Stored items
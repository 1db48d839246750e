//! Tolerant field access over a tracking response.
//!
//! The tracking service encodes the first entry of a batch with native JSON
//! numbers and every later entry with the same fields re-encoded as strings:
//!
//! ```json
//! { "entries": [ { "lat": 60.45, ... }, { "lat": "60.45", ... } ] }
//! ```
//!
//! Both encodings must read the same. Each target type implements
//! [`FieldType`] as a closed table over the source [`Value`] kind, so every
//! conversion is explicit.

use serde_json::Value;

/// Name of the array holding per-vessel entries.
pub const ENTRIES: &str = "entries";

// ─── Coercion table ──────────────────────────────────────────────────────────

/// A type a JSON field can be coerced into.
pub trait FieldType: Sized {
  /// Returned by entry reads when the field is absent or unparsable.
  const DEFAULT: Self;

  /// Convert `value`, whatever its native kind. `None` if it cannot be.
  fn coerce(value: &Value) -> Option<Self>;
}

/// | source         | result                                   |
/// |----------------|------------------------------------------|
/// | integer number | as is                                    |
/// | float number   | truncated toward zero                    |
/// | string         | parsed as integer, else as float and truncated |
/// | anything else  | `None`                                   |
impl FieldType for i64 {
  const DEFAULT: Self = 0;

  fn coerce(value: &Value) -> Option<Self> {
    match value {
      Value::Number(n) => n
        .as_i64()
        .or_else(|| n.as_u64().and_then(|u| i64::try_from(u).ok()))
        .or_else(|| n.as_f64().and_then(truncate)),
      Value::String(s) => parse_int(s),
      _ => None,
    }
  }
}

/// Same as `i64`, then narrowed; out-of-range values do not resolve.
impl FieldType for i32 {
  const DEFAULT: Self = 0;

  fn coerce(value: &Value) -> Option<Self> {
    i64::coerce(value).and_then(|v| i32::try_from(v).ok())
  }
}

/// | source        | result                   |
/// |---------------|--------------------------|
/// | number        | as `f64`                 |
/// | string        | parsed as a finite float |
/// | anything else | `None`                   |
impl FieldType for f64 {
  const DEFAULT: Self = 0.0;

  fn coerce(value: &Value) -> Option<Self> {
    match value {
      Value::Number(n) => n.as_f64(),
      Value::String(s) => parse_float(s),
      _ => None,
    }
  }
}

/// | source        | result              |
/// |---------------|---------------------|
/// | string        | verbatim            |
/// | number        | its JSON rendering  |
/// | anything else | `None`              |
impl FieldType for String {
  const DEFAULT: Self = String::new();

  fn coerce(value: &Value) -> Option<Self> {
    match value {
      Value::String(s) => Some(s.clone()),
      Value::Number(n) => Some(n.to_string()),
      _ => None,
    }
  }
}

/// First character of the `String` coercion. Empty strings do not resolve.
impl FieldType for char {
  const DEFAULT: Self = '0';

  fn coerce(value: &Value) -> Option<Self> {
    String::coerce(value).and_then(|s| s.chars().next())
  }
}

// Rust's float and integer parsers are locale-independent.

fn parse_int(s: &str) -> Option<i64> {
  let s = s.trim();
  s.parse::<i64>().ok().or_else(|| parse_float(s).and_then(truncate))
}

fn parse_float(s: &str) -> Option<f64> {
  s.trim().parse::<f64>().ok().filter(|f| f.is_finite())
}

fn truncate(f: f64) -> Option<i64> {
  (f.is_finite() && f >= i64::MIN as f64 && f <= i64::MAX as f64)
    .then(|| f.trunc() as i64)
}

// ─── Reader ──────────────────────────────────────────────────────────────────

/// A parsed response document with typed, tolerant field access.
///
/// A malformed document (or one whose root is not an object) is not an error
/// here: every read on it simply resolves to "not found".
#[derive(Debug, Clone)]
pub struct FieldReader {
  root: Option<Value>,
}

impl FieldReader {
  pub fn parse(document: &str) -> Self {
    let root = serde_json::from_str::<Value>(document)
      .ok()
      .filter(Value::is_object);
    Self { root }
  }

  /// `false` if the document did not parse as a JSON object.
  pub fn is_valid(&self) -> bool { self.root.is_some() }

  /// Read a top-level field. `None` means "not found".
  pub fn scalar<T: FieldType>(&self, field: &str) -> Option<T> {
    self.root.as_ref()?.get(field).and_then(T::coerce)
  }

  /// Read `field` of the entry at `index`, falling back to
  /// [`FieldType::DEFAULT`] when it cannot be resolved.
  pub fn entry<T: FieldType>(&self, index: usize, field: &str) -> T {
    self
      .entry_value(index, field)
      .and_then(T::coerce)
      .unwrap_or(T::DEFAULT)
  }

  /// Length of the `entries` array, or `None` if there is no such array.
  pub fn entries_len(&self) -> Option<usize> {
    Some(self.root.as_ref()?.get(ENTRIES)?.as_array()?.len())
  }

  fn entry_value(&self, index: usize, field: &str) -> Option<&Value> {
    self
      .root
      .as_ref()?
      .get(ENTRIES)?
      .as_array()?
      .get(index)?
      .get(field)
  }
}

◆ Task requirements
Check each line above for the word "index" and copy the ones that have it.

◆ Response to this exercise
  /// Read `field` of the entry at `index`, falling back to
  pub fn entry<T: FieldType>(&self, index: usize, field: &str) -> T {
      .entry_value(index, field)
  fn entry_value(&self, index: usize, field: &str) -> Option<&Value> {
      .get(index)?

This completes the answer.